T-shirts are something of a weird entrant into the world of fashion and everyday wear. Like Leggings they were originally created to be an undergarment worn under the shirt, waistcoat and blazer/jacket. It was warmer but was basically another vest. Things were evidently colder in the old days and as the world warmed, and attitudes became less formal the t-shirt began to be worn openly and even on its own with a pair of trousers. It was even seen as something of an open act of rebellion to show it. James Dean in Rebel without a Cause and Marlon Brando in the Wild One both showed it as a mark of defiance against the authorities, who all kept there’s buttoned up underneath their shirts.

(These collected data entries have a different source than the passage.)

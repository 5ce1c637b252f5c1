//! Interaction Router (spec §4.7): parses a component interaction's custom
//! id into an [`ActionToken`], resolves it to a running session, and
//! forwards the action onto that session's owning task.
//!
//! Dispatch, in order:
//! 1. Parse the custom id; a non-onboarding token falls through untouched.
//! 2. Reject a token whose trailing user id doesn't match the presser.
//! 3. Look up the `(guild_id, user_id)` session; missing is an ephemeral
//!    error, not a crash.
//! 4. Refresh `last_activity` (this task, not the session's own, does the
//!    touch — see [`crate::session::SessionHandle::touch`]).
//! 5. Forward the action to the session's command channel.
//! 6. Acknowledge the interaction with a deferred update; the session task
//!    posts the actual next message itself.

use tracing::warn;
use twilight_model::application::interaction::{Interaction, InteractionData};
use twilight_model::id::{marker::UserMarker, Id};

use crate::i18n::I18n;
use crate::platform::response::InteractionReply;
use crate::platform::Platform;
use crate::session::{RouterCommand, SessionStore};
use crate::token::{ActionToken, ParseError};

/// Everything the router needs, bundled so the process's event loop doesn't
/// have to thread each dependency through by hand.
#[derive(Clone)]
pub struct InteractionRouter {
    sessions: SessionStore,
    i18n: std::sync::Arc<I18n>,
}

impl InteractionRouter {
    pub fn new(sessions: SessionStore, i18n: std::sync::Arc<I18n>) -> InteractionRouter {
        InteractionRouter { sessions, i18n }
    }

    /// Handles one `INTERACTION_CREATE` event. Returns without acting if the
    /// interaction isn't a message-component press, or its custom id isn't
    /// one of ours (so the caller can fall through to other handlers).
    pub async fn handle<P: Platform>(&self, platform: &P, mut interaction: Interaction, lang: &str) {
        let Some(InteractionData::MessageComponent(data)) = interaction.data.take() else {
            return;
        };

        let Some(guild_id) = interaction.guild_id else {
            return;
        };

        let presser_id = match interaction
            .member
            .as_ref()
            .and_then(|m| m.user.as_ref())
            .or(interaction.user.as_ref())
        {
            Some(user) => user.id,
            None => return,
        };

        let token = match ActionToken::parse(&data.custom_id) {
            Ok(token) => token,
            Err(ParseError::WrongPrefix) => return,
            Err(err) => {
                warn!(%err, custom_id = %data.custom_id, "malformed onboarding token");
                return;
            }
        };

        let reply = self.dispatch(guild_id, presser_id, token, lang).await;

        if let Err(err) = platform
            .respond_interaction(interaction.id, &interaction.token, reply)
            .await
        {
            warn!(%err, "failed to respond to interaction");
        }
    }

    async fn dispatch(
        &self,
        guild_id: Id<twilight_model::id::marker::GuildMarker>,
        presser_id: Id<UserMarker>,
        token: ActionToken,
        lang: &str,
    ) -> InteractionReply {
        if token.user_id != presser_id {
            return InteractionReply::Ephemeral(self.i18n.t(lang, "onboarding.error.not_your_button"));
        }

        let Some(handle) = self.sessions.get((guild_id, presser_id)).await else {
            return InteractionReply::Ephemeral(self.i18n.t(lang, "onboarding.error.session_not_found"));
        };

        handle.touch(chrono::Utc::now().timestamp());

        if let Err(err) = handle.send(RouterCommand::Action {
            action: token.action,
            params: token.params,
        }) {
            warn!(%err, "session task gone; could not dispatch action");
            return InteractionReply::Ephemeral(self.i18n.t(lang, "onboarding.error.session_not_found"));
        }

        InteractionReply::DeferredUpdate
    }
}

#[cfg(test)]
mod tests {
    use super::*;

    #[test]
    fn wrong_prefix_is_not_an_error() {
        assert!(matches!(
            ActionToken::parse("other:thing:1"),
            Err(ParseError::WrongPrefix)
        ));
    }
}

The t-shirt is a marketer’s dream and the exposed flat front is immediately a space that they can own and use. We’re quite happy to do this. The t-shirt has become a part of our identity. It shows what band we’re into. What political causes we celebrate, where we’ve been on holiday, and if we’ve attended a special event. It also tells people what TV shows we like. When you see a t-shirt on someone it helps you make up your mind about them.
It also means we like to wear brands. Look at Levi t-shirts for men, like those from EJ Menswear and you can soon see what I mean. T-shirts over every other kind of clothing are a massive indicator of how you are and what you stand for. Don’t believe me? Try walking into a Trump rally without an official bit of merchandise and see how far you get.